* [How to complete this task]
Would you work out how many of the lines below hold "stored" and reply with nothing but the number?

* [Task input]
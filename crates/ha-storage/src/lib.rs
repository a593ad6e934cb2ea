//! Storage for the `.storage/` directory
//!
//! Each stored document lives in its own JSON file wrapped in a versioned
//! envelope:
//!
//! ```json
//! {
//!   "version": 1,
//!   "minor_version": 1,
//!   "key": "core.config_entries",
//!   "data": { ... }
//! }
//! ```
//!
//! A [`Store`] is a typed handle onto one such file.

use serde::{de::DeserializeOwned, Deserialize, Serialize};
use std::marker::PhantomData;
use std::path::{Path, PathBuf};
use thiserror::Error;
use tokio::fs;
use tracing::{debug, warn};

/// Name of the storage directory inside the config dir
pub const STORAGE_DIR: &str = ".storage";

/// Storage errors
#[derive(Debug, Error)]
pub enum StorageError {
    #[error("IO error: {0}")]
    Io(#[from] std::io::Error),

    #[error("JSON serialization error: {0}")]
    Json(#[from] serde_json::Error),

    #[error("Unsupported major version for {key}: expected {expected}, found {found}")]
    VersionMismatch {
        key: String,
        expected: u32,
        found: u32,
    },
}

/// Result type for storage operations
pub type StorageResult<T> = Result<T, StorageError>;

/// Types that are persisted under a fixed storage key
pub trait Storable: Serialize + DeserializeOwned + Send + Sync {
    /// File name under `.storage/`
    const KEY: &'static str;
    /// Major version; a different major version on disk is rejected
    const VERSION: u32;
    /// Minor version; older minor versions load with a warning
    const MINOR_VERSION: u32;
}

#[derive(Serialize)]
struct EnvelopeRef<'a, T> {
    version: u32,
    minor_version: u32,
    key: &'a str,
    data: &'a T,
}

#[derive(Deserialize)]
struct Envelope<T> {
    version: u32,
    minor_version: u32,
    data: T,
}

/// Typed handle onto a single `.storage/<KEY>` file
pub struct Store<T> {
    storage_dir: PathBuf,
    _marker: PhantomData<fn() -> T>,
}

impl<T> Clone for Store<T> {
    fn clone(&self) -> Self {
        Self {
            storage_dir: self.storage_dir.clone(),
            _marker: PhantomData,
        }
    }
}

impl<T: Storable> Store<T> {
    /// Create a store rooted at `config_dir/.storage`
    pub fn new(config_dir: impl AsRef<Path>) -> Self {
        Self {
            storage_dir: config_dir.as_ref().join(STORAGE_DIR),
            _marker: PhantomData,
        }
    }

    /// Path of the backing file
    pub fn path(&self) -> PathBuf {
        self.storage_dir.join(T::KEY)
    }

    /// Load the stored document, `None` when nothing has been saved yet
    pub async fn load(&self) -> StorageResult<Option<T>> {
        let path = self.path();
        if !path.exists() {
            debug!("Storage file not found: {}", T::KEY);
            return Ok(None);
        }

        let content = fs::read_to_string(&path).await?;
        let envelope: Envelope<T> = serde_json::from_str(&content)?;

        if envelope.version != T::VERSION {
            return Err(StorageError::VersionMismatch {
                key: T::KEY.to_string(),
                expected: T::VERSION,
                found: envelope.version,
            });
        }
        if envelope.minor_version < T::MINOR_VERSION {
            warn!(
                "Storage {} has older minor version ({} < {})",
                T::KEY,
                envelope.minor_version,
                T::MINOR_VERSION
            );
        }

        debug!(
            "Loaded storage file: {} (v{}.{})",
            T::KEY,
            envelope.version,
            envelope.minor_version
        );
        Ok(Some(envelope.data))
    }

    /// Save the document, writing a temp file and renaming it over the old one
    pub async fn save(&self, data: &T) -> StorageResult<()> {
        if !self.storage_dir.exists() {
            fs::create_dir_all(&self.storage_dir).await?;
        }

        let envelope = EnvelopeRef {
            version: T::VERSION,
            minor_version: T::MINOR_VERSION,
            key: T::KEY,
            data,
        };
        let content = serde_json::to_string_pretty(&envelope)?;

        let path = self.path();
        let temp_path = self.storage_dir.join(format!("{}.tmp", T::KEY));
        fs::write(&temp_path, &content).await?;
        fs::rename(&temp_path, &path).await?;

        debug!("Saved storage file: {}", T::KEY);
        Ok(())
    }

    /// Delete the backing file if present
    pub async fn remove(&self) -> StorageResult<()> {
        let path = self.path();
        if path.exists() {
            fs::remove_file(&path).await?;
            debug!("Deleted storage file: {}", T::KEY);
        }
        Ok(())
    }
}
//! Startup sequence: configuration, hub, integrations, stored entries

use std::path::Path;

use anyhow::{Context, Result};
use ha_config::{load_configuration, ConfigType, CoreConfig, YAML_CONFIG_FILE};
use ha_core::HomeAssistant;
use tracing::{error, info, warn};

/// Build a running hub from `config_dir`
pub async fn async_setup_hass(config_dir: &Path) -> Result<HomeAssistant> {
    let (core_config, config) = if config_dir.join(YAML_CONFIG_FILE).exists() {
        load_configuration(config_dir)
            .with_context(|| format!("Failed to load {}", config_dir.join(YAML_CONFIG_FILE).display()))?
    } else {
        warn!(
            "No {} in {}, starting with defaults",
            YAML_CONFIG_FILE,
            config_dir.display()
        );
        (CoreConfig::new(config_dir), ConfigType::new())
    };

    let hass = HomeAssistant::new(core_config);
    hass.config_entries
        .load()
        .await
        .context("Failed to load config entries")?;

    async_setup_integrations(&hass, &config).await;
    hass.block_till_done().await;

    for result in hass.config_entries.setup_all().await {
        if let Err(e) = result {
            error!("Error setting up config entry: {}", e);
        }
    }

    info!("Loaded components: {:?}", hass.components());
    Ok(hass)
}

/// Set up every card integration that is configured or has a stored entry
async fn async_setup_integrations(hass: &HomeAssistant, config: &ConfigType) {
    for integration in ha_components::card_integrations(hass) {
        let domain = integration.domain().to_string();
        let configured = config.contains_key(&domain);
        let stored = !hass.config_entries.get_by_domain(&domain).is_empty();
        if !configured && !stored {
            continue;
        }

        match hass.setup_component(integration, config).await {
            Ok(true) => {}
            Ok(false) => error!("Setup failed for {}", domain),
            Err(e) => error!("Error during setup of component {}: {}", domain, e),
        }
    }
}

* [Reply]
6